- _What needs to be done_
Search the records for the word "GeneratedLinkData" and copy every line in which it occurs.
——————
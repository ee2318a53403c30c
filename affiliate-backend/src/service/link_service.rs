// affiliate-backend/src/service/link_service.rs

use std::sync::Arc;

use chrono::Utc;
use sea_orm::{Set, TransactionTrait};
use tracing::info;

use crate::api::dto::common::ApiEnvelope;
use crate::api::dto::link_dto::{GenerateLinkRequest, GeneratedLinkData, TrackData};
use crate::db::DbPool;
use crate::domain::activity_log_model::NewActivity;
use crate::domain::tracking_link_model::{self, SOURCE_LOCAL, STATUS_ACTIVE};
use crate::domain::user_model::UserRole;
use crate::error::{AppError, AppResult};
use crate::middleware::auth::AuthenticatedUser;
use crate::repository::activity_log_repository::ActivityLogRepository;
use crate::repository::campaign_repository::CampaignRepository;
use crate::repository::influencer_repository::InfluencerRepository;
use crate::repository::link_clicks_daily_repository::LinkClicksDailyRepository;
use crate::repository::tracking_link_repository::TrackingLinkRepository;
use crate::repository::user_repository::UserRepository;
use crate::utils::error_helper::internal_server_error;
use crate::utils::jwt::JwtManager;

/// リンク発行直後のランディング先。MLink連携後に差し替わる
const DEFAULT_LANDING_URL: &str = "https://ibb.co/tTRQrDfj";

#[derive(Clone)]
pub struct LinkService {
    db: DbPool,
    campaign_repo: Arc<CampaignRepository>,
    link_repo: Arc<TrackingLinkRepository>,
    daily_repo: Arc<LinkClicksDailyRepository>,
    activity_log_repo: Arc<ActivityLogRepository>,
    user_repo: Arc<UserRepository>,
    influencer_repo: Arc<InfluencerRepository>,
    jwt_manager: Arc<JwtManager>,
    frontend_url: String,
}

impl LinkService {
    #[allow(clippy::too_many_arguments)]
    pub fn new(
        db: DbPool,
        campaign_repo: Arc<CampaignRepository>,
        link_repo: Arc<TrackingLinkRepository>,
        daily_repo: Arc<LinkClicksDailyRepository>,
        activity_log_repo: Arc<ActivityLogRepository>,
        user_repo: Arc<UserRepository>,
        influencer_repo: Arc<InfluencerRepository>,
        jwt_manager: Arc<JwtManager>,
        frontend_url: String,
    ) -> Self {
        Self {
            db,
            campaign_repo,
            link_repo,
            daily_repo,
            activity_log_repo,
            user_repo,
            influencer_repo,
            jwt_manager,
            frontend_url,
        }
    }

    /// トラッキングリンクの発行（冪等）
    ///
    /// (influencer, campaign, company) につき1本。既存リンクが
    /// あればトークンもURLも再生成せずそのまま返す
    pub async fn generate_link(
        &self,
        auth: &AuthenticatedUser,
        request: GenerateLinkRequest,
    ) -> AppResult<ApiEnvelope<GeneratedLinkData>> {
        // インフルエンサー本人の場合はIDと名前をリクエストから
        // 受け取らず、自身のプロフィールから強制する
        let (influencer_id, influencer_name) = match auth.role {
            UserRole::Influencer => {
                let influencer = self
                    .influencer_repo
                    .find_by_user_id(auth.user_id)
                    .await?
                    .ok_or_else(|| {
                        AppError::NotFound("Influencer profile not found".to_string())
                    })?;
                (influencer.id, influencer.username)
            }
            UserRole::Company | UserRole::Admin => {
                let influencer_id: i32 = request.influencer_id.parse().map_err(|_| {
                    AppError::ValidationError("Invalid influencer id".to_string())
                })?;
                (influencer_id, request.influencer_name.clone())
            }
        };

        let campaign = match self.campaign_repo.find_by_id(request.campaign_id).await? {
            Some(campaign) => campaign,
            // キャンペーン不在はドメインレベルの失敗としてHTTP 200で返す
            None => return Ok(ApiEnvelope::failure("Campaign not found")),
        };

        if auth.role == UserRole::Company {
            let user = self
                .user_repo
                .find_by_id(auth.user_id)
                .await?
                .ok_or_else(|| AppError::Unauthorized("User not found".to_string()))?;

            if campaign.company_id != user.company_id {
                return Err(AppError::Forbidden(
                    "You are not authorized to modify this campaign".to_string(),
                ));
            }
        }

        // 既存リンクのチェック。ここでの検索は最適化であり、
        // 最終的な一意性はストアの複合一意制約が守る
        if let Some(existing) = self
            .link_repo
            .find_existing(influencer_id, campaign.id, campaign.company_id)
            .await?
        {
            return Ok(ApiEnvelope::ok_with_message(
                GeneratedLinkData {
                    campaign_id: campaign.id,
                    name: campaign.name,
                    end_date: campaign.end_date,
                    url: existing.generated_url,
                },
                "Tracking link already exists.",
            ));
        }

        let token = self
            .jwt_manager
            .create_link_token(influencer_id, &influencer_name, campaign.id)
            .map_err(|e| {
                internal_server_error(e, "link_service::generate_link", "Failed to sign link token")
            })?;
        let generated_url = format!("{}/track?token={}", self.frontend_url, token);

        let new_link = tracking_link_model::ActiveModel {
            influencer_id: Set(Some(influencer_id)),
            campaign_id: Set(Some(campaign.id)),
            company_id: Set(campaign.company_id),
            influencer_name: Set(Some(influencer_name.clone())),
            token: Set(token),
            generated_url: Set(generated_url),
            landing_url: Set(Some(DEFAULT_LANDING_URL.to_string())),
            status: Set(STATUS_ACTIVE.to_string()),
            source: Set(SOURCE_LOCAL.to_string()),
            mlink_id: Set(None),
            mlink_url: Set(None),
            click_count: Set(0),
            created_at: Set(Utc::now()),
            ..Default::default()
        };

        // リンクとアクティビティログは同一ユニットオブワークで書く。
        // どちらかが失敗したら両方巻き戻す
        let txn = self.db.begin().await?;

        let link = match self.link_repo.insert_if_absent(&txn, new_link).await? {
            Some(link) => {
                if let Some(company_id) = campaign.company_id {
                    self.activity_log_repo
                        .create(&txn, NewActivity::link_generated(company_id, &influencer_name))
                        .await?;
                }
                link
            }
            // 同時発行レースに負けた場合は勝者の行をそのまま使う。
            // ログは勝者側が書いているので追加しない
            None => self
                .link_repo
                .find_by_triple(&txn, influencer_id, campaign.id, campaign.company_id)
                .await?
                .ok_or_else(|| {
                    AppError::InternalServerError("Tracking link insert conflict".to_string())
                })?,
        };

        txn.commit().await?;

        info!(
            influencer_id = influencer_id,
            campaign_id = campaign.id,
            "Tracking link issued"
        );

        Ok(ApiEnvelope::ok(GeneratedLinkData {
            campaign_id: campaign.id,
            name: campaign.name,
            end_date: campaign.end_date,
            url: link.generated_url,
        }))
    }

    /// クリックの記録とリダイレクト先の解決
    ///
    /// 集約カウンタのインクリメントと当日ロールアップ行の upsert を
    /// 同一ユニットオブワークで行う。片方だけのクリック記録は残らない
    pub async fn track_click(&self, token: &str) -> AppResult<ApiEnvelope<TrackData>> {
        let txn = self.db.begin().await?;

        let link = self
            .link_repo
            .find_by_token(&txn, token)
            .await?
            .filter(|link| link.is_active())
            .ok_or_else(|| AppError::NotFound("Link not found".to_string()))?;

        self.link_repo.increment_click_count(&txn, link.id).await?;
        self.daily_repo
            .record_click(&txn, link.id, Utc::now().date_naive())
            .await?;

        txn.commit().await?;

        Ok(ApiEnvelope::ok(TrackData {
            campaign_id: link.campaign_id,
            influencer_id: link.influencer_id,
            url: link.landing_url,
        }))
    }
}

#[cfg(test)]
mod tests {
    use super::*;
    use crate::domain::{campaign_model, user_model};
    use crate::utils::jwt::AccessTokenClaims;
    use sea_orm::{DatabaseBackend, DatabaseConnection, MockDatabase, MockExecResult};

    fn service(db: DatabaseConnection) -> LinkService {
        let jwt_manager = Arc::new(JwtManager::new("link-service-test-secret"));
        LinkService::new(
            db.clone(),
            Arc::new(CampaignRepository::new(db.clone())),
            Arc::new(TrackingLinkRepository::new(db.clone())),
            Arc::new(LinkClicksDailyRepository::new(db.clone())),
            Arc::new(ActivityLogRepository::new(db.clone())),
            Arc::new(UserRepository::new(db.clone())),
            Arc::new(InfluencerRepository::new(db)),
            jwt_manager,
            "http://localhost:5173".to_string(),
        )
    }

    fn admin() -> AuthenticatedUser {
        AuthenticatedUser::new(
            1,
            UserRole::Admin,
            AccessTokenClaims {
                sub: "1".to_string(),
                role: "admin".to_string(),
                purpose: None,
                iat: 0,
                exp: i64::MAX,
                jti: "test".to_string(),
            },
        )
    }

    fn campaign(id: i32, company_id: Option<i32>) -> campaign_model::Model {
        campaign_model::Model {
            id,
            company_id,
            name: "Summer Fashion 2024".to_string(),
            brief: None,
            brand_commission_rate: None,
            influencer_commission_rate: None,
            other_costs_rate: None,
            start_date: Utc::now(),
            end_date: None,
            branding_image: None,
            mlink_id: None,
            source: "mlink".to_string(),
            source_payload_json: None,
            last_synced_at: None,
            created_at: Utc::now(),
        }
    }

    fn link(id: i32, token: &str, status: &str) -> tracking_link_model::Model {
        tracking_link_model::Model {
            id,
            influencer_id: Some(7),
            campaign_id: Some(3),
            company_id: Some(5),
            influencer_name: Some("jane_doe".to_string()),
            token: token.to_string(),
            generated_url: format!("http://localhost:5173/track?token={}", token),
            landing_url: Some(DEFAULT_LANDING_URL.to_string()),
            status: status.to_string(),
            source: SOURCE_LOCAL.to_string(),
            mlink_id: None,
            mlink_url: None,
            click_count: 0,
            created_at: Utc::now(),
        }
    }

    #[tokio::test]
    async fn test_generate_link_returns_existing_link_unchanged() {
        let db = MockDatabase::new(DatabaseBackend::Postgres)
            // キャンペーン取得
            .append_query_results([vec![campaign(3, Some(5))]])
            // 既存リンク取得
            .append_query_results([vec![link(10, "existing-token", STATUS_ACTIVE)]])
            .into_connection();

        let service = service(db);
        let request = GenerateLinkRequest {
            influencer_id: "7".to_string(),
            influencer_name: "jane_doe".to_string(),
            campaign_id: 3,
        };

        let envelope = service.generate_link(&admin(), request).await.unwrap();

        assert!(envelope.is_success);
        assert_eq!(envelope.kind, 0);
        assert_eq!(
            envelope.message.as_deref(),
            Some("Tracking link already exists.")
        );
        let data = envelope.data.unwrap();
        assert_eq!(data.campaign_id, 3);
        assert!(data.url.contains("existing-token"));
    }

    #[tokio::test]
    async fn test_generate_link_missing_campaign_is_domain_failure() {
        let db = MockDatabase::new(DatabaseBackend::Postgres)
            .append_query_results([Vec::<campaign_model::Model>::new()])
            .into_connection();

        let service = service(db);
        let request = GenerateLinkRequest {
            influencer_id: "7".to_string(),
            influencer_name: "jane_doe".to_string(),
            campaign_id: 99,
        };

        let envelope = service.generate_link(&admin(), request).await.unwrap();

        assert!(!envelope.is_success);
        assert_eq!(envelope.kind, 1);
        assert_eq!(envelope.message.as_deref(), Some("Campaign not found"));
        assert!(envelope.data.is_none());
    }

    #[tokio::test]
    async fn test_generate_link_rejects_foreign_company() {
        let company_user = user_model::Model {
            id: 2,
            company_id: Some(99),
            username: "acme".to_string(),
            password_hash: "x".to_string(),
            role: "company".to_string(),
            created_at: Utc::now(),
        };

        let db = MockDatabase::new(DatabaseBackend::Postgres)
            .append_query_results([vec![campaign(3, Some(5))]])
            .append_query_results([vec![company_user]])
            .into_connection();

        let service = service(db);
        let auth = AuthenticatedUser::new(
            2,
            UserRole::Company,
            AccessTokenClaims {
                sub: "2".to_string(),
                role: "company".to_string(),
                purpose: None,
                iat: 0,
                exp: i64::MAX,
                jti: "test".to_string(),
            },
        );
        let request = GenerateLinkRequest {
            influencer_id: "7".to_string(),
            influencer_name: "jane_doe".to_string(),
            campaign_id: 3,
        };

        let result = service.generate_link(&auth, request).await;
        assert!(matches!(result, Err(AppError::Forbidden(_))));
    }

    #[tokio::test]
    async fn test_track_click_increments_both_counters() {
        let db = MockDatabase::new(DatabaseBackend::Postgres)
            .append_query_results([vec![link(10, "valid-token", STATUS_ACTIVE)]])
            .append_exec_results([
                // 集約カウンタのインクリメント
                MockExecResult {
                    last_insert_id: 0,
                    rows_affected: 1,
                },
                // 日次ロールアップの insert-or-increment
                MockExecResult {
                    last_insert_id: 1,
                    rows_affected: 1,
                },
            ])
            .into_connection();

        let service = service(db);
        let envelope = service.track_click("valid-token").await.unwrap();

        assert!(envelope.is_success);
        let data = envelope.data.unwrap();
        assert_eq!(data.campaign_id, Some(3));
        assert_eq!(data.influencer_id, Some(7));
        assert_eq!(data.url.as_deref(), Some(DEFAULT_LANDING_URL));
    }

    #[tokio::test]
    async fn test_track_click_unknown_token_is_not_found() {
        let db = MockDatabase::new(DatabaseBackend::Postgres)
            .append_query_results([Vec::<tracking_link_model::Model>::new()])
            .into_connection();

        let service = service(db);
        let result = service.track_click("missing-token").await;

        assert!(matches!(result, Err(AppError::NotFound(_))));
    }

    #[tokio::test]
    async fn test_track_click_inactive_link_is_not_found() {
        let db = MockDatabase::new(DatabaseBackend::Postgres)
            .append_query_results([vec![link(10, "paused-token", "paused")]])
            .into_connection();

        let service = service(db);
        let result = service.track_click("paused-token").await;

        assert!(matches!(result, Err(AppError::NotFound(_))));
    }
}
——————
- _Task solution_
use crate::api::dto::link_dto::{GenerateLinkRequest, GeneratedLinkData, TrackData};
    ) -> AppResult<ApiEnvelope<GeneratedLinkData>> {
                GeneratedLinkData {
        Ok(ApiEnvelope::ok(GeneratedLinkData {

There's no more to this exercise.